Fortunately, one can be a naturalist regarding the human mind without falling into the reductionistic trap. Ayn Rand 's compliment to Aristotle gave the issues a memorable presentation: "For Aristotle, life is not an inexplicable, supernatural mystery, but a fact of nature. And consciousness is a natural attribute of certain living entities, their natural power, their specific mode of action—not an unaccountable element in a mechanistic universe, to be explained away somehow in terms of inanimate matter, nor a mystic miracle incompatible with physical reality, to be attributed to some occult source in another dimension" (The Objectivist Newsletter, May 1963, p. 19).

Emergence will need to be part of any successful naturalistic understanding of mental processes, and plenty of work remains to be done along those lines.

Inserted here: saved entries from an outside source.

impl<'a, F: PrimeField> Lowerer<'a, F> {
    pub(crate) fn new(
        module_id: ModuleId,
        module: &Module<F>,
        bandwidth: usize,
        config: &'a OptimisationConfig,
    ) -> Self {
        // True bitwidths come from the range constraints; a register never
        // range-constrained is unbounded at this layer.
        let mut widths = EnforcedWidths::new();
        for constraint in &module.constraints {
            if let Constraint::Range(range) = constraint {
                for (access, bitwidth) in range.sources.iter().zip(&range.bitwidths) {
                    widths.record(access.register, *bitwidth);
                }
            }
        }
        Self {
            module_id,
            module: AirModule::from_module(module),
            widths,
            bandwidth,
            config,
            handle: Handle::new("?"),
            norm_cache: HashMap::new(),
            counters: HashMap::new(),
        }
    }

    fn run(mut self, module: &Module<F>) -> AirModule<F> {
        for constraint in &module.constraints {
            self.handle = constraint.handle().clone();
            match constraint {
                Constraint::Vanishing(c) => self.lower_vanishing(c),
                Constraint::Assertion(c) => {
                    let assertion = AirAssertion {
                        handle: c.handle.clone(),
                        module: c.module,
                        domain: c.domain,
                        property: c.property.clone(),
                    };
                    self.module.constraints.push(AirConstraint::Assertion(assertion));
                }
                Constraint::Range(c) => self.lower_range(c),
                Constraint::Sorted(c) => self.lower_sorted(c),
                Constraint::Permutation(c) => {
                    self.module
                        .constraints
                        .push(AirConstraint::Permutation(AirPermutation {
                            handle: c.handle.clone(),
                            module: c.module,
                            targets: c.targets.clone(),
                            sources: c.sources.clone(),
                        }));
                }
                Constraint::Interleaving(c) => {
                    self.module
                        .constraints
                        .push(AirConstraint::Interleaving(AirInterleaving {
                            handle: c.handle.clone(),
                            target_module: c.target_module,
                            source_module: c.source_module,
                            target: c.target.iter().map(column_of).collect(),
                            sources: c
                                .sources
                                .iter()
                                .map(|s| s.iter().map(column_of).collect())
                                .collect(),
                        }));
                }
                Constraint::Lookup(c) => {
                    let vector = |v: &airlift_mir::LookupVector<F>| AirColumnVector {
                        module: v.module,
                        selector: v.selector.as_ref().map(|s| expect_column(s, &c.handle)),
                        columns: v.terms.iter().map(|t| expect_column(t, &c.handle)).collect(),
                    };
                    self.module.constraints.push(AirConstraint::Lookup(AirLookup {
                        handle: c.handle.clone(),
                        targets: c.targets.iter().map(vector).collect(),
                        sources: c.sources.iter().map(vector).collect(),
                    }));
                }
            }
        }
        self.module
    }

    pub(crate) fn norm_cache_get(&self, key: &AirTerm<F>) -> Option<AirTerm<F>> {
        self.norm_cache.get(key).cloned()
    }

    pub(crate) fn norm_cache_put(&mut self, key: AirTerm<F>, value: AirTerm<F>) {
        self.norm_cache.insert(key, value);
    }

    pub(crate) fn fresh_register(&mut self, prefix: &str, width: usize) -> RegisterId {
        let counter = self.counters.entry(prefix.to_string()).or_insert(0);
        let name = format!("{prefix}${counter}");
        *counter += 1;
        self.module
            .add_register(Register::new(name, width, RegisterKind::Computed))
    }

    pub(crate) fn push_vanishing(&mut self, suffix: &str, domain: Domain, term: AirTerm<F>) {
        let handle = if suffix.is_empty() {
            self.handle.clone()
        } else {
            Handle::new(format!("{}${suffix}", self.handle))
        };
        self.module
            .constraints
            .push(AirConstraint::Vanishing(AirVanishing {
                handle,
                module: self.module_id,
                domain,
                term,
            }));
    }

    fn lower_vanishing(&mut self, c: &VanishingConstraint<F>) {
        let normalized = normalize(&c.property.simplify(false));
        let terms = self.flatten(&normalized);
        self.emit_packed(c.domain, terms);
    }

    /// Flattens a normalised logical into zero terms with conjunct
    /// semantics: the property holds iff every returned term is 0.
    pub(crate) fn flatten(&mut self, logical: &Logical<F>) -> Vec<AirTerm<F>> {
        match logical {
            Logical::Conjunct(ts) => {
                let mut out = Vec::new();
                for t in ts {
                    out.extend(self.flatten(t));
                }
                out
            }
            Logical::Disjunct(ts) => self.flatten_disjunct(ts),
            Logical::Equal(a, b) => {
                let (a, b) = (self.lower_expr(a), self.lower_expr(b));
                vec![AirTerm::sub(vec![a, b])]
            }
            Logical::NotEqual(a, b) => {
                let difference = {
                    let (a, b) = (self.lower_expr(a), self.lower_expr(b));
                    AirTerm::sub(vec![a, b])
                };
                let normalised = self.norm_term(difference);
                vec![AirTerm::sub(vec![AirTerm::one(), normalised])]
            }
            Logical::Inequality { .. } => panic!("inequalities cannot be lowered to AIR"),
            Logical::Negate(_) | Logical::Ite(..) => {
                unreachable!("negations and conditionals are unfolded before flattening")
            }
        }
    }

    /// A disjunct becomes the cross product of its constituents' zero
    /// terms. Register-access disequalities are first grouped into packets
    /// summable within the bandwidth: `a != 0 or b != 0` holds iff
    /// `a + b != 0` when both are nonnegative and the sum cannot wrap.
    fn flatten_disjunct(&mut self, ts: &[Logical<F>]) -> Vec<AirTerm<F>> {
        let mut access_packets: Vec<(Vec<AirTerm<F>>, ValueRange)> = Vec::new();
        let mut alternatives: Vec<Vec<AirTerm<F>>> = Vec::new();
        for t in ts {
            match self.as_access_disequality(t) {
                Some(column) => {
                    let range = column.value_range(&self.widths);
                    let fits = |packet: &(Vec<AirTerm<F>>, ValueRange)| {
                        packet.1.add(&range).fits_bits(self.bandwidth)
                    };
                    match access_packets.last_mut().filter(|p| fits(p)) {
                        Some(packet) => {
                            packet.1 = packet.1.add(&range);
                            packet.0.push(column);
                        }
                        None => access_packets.push((vec![column], range)),
                    }
                }
                None => alternatives.push(self.flatten(t)),
            }
        }
        for (packet, _) in access_packets {
            let sum = AirTerm::sum(packet);
            let normalised = self.norm_term(sum);
            alternatives.push(vec![AirTerm::sub(vec![AirTerm::one(), normalised])]);
        }
        // Cross product: the disjunction holds iff for every choice of one
        // zero term per alternative, the product vanishes.
        let mut products: Vec<Vec<AirTerm<F>>> = vec![Vec::new()];
        for alternative in alternatives {
            let mut next = Vec::with_capacity(products.len() * alternative.len());
            for existing in &products {
                for term in &alternative {
                    let mut combo = existing.clone();
                    combo.push(term.clone());
                    next.push(combo);
                }
            }
            products = next;
        }
        products
            .into_iter()
            .map(|combo| AirTerm::product(combo))
            .collect()
    }

    /// Matches `e != 0` (either orientation) where `e` is a register access
    /// whose range is nonnegative and bounded.
    fn as_access_disequality(&mut self, logical: &Logical<F>) -> Option<AirTerm<F>> {
        let access = match logical {
            Logical::NotEqual(a, b) if b.is_zero_constant() => a.as_access()?,
            Logical::NotEqual(a, b) if a.is_zero_constant() => b.as_access()?,
            _ => return None,
        };
        let column = AirTerm::column(column_of(access));
        column
            .value_range(&self.widths)
            .magnitude_bits()
            .map(|_| column)
    }

    /// Emits the zero terms as vanishing constraints, packing adjacent
    /// nonnegative terms into one sum while the running interval fits the
    /// bandwidth (greedy, left to right).
    fn emit_packed(&mut self, domain: Domain, terms: Vec<AirTerm<F>>) {
        let mut packet: Vec<AirTerm<F>> = Vec::new();
        let mut packet_range = ValueRange::exact(0.into());
        let mut flush = |lowerer: &mut Self, packet: &mut Vec<AirTerm<F>>| {
            if packet.is_empty() {
                return;
            }
            let term = AirTerm::sum(std::mem::take(packet));
            lowerer.push_vanishing("", domain, term);
        };
        for term in terms {
            let range = term.value_range(&self.widths);
            let packable = range.is_nonnegative()
                && packet_range.add(&range).fits_bits(self.bandwidth);
            if packable {
                packet_range = packet_range.add(&range);
                packet.push(term);
            } else {
                flush(self, &mut packet);
                packet_range = ValueRange::exact(0.into());
                // A term that cannot even start a packet stands alone.
                if range.is_nonnegative() && range.fits_bits(self.bandwidth) {
                    packet_range = range;
                    packet.push(term);
                } else {
                    self.push_vanishing("", domain, term);
                }
            }
        }
        flush(self, &mut packet);
    }

    /// Lowers an arithmetic term. `Add/Sub/Mul/Constant/RegisterAccess` map
    /// directly; `Exp` unfolds, `Cast` masks, `Norm` and `IfZero` go through
    /// the normalise gadget, `VectorAccess` becomes a weighted limb sum.
    pub(crate) fn lower_expr(&mut self, expr: &Expr<F>) -> AirTerm<F> {
        match expr {
            Expr::Constant(c) | Expr::Labelled(_, c) => AirTerm::Constant(*c),
            Expr::Access(access) => {
                if access.is_used() {
                    AirTerm::column(column_of(access))
                } else {
                    AirTerm::zero()
                }
            }
            Expr::Vector(limbs) => {
                let mut parts = Vec::with_capacity(limbs.len());
                let mut offset = 0usize;
                for limb in limbs {
                    let weight: F = airlift_mir::field::two_pow_n(offset);
                    parts.push(AirTerm::product(vec![
                        AirTerm::Constant(weight),
                        AirTerm::column(column_of(limb)),
                    ]));
                    offset += limb.read_width();
                }
                AirTerm::sum(parts)
            }
            Expr::Sum(ts) => AirTerm::sum(ts.iter().map(|t| self.lower_expr(t)).collect()),
            Expr::Sub(ts) => AirTerm::sub(ts.iter().map(|t| self.lower_expr(t)).collect()),
            Expr::Product(ts) => AirTerm::product(ts.iter().map(|t| self.lower_expr(t)).collect()),
            Expr::Exp(t, k) => {
                let base = self.lower_expr(t);
                AirTerm::product(vec![base; *k as usize])
            }
            Expr::Cast(t, w) => {
                let inner = self.lower_expr(t);
                match inner {
                    AirTerm::Column(access) => {
                        let mask = access.mask.map_or(*w, |m| m.min(*w));
                        AirTerm::Column(access.masked(mask))
                    }
                    other => {
                        let range = other.value_range(&self.widths);
                        assert!(
                            ValueRange::bits(*w).contains(&range),
                            "cannot mask a compound term to u{w} at AIR"
                        );
                        other
                    }
                }
            }
            Expr::Norm(t) => {
                let term = self.lower_expr(t);
                self.norm_term(term)
            }
            Expr::IfZero(c, t, f) => self.lower_if_zero(c, t.as_deref(), f.as_deref()),
        }
    }

    /// `IfZero(c, t, f)` compiles to `(1 - Norm(e)) * t + Norm(e) * f` for a
    /// selector `e` that is 0 exactly when the condition holds. When the
    /// flattened condition is a single boolean term the pair uses it
    /// directly and no inverse column is introduced.
    fn lower_if_zero(
        &mut self,
        condition: &Logical<F>,
        if_true: Option<&Expr<F>>,
        if_false: Option<&Expr<F>>,
    ) -> AirTerm<F> {
        let normalized = normalize(condition);
        let zero_terms = self.flatten(&normalized);
        let selector = if zero_terms.len() == 1 {
            zero_terms.into_iter().next().unwrap()
        } else {
            // All terms must vanish: sum their normalised (boolean) forms.
            let norms: Vec<AirTerm<F>> = zero_terms
                .into_iter()
                .map(|t| self.norm_term(t))
                .collect();
            AirTerm::sum(norms)
        };
        let switch = self.norm_term(selector);
        let mut parts = Vec::new();
        if let Some(t) = if_true {
            let value = self.lower_expr(t);
            parts.push(AirTerm::product(vec![
                AirTerm::sub(vec![AirTerm::one(), switch.clone()]),
                value,
            ]));
        }
        if let Some(f) = if_false {
            let value = self.lower_expr(f);
            parts.push(AirTerm::product(vec![switch, value]));
        }
        AirTerm::sum(parts)
    }
}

Meanwhile, Flanagan's attachment to reductionism keeps him off the path that researchers will need to follow to solve the problem of the soul. It is not Flanagan's commitment to modernism that defeats him, but the difficulty of the questions that he is taking on and his failure to recognize non-reductionistic ways of answering them.

Robert Campbell is a professor of psychology at Clemson University.

This review first appeared in the June 2004 issue of The Atlas Society's magazine, Navigator. (Navigator was renamed  The New Individualist in 2005).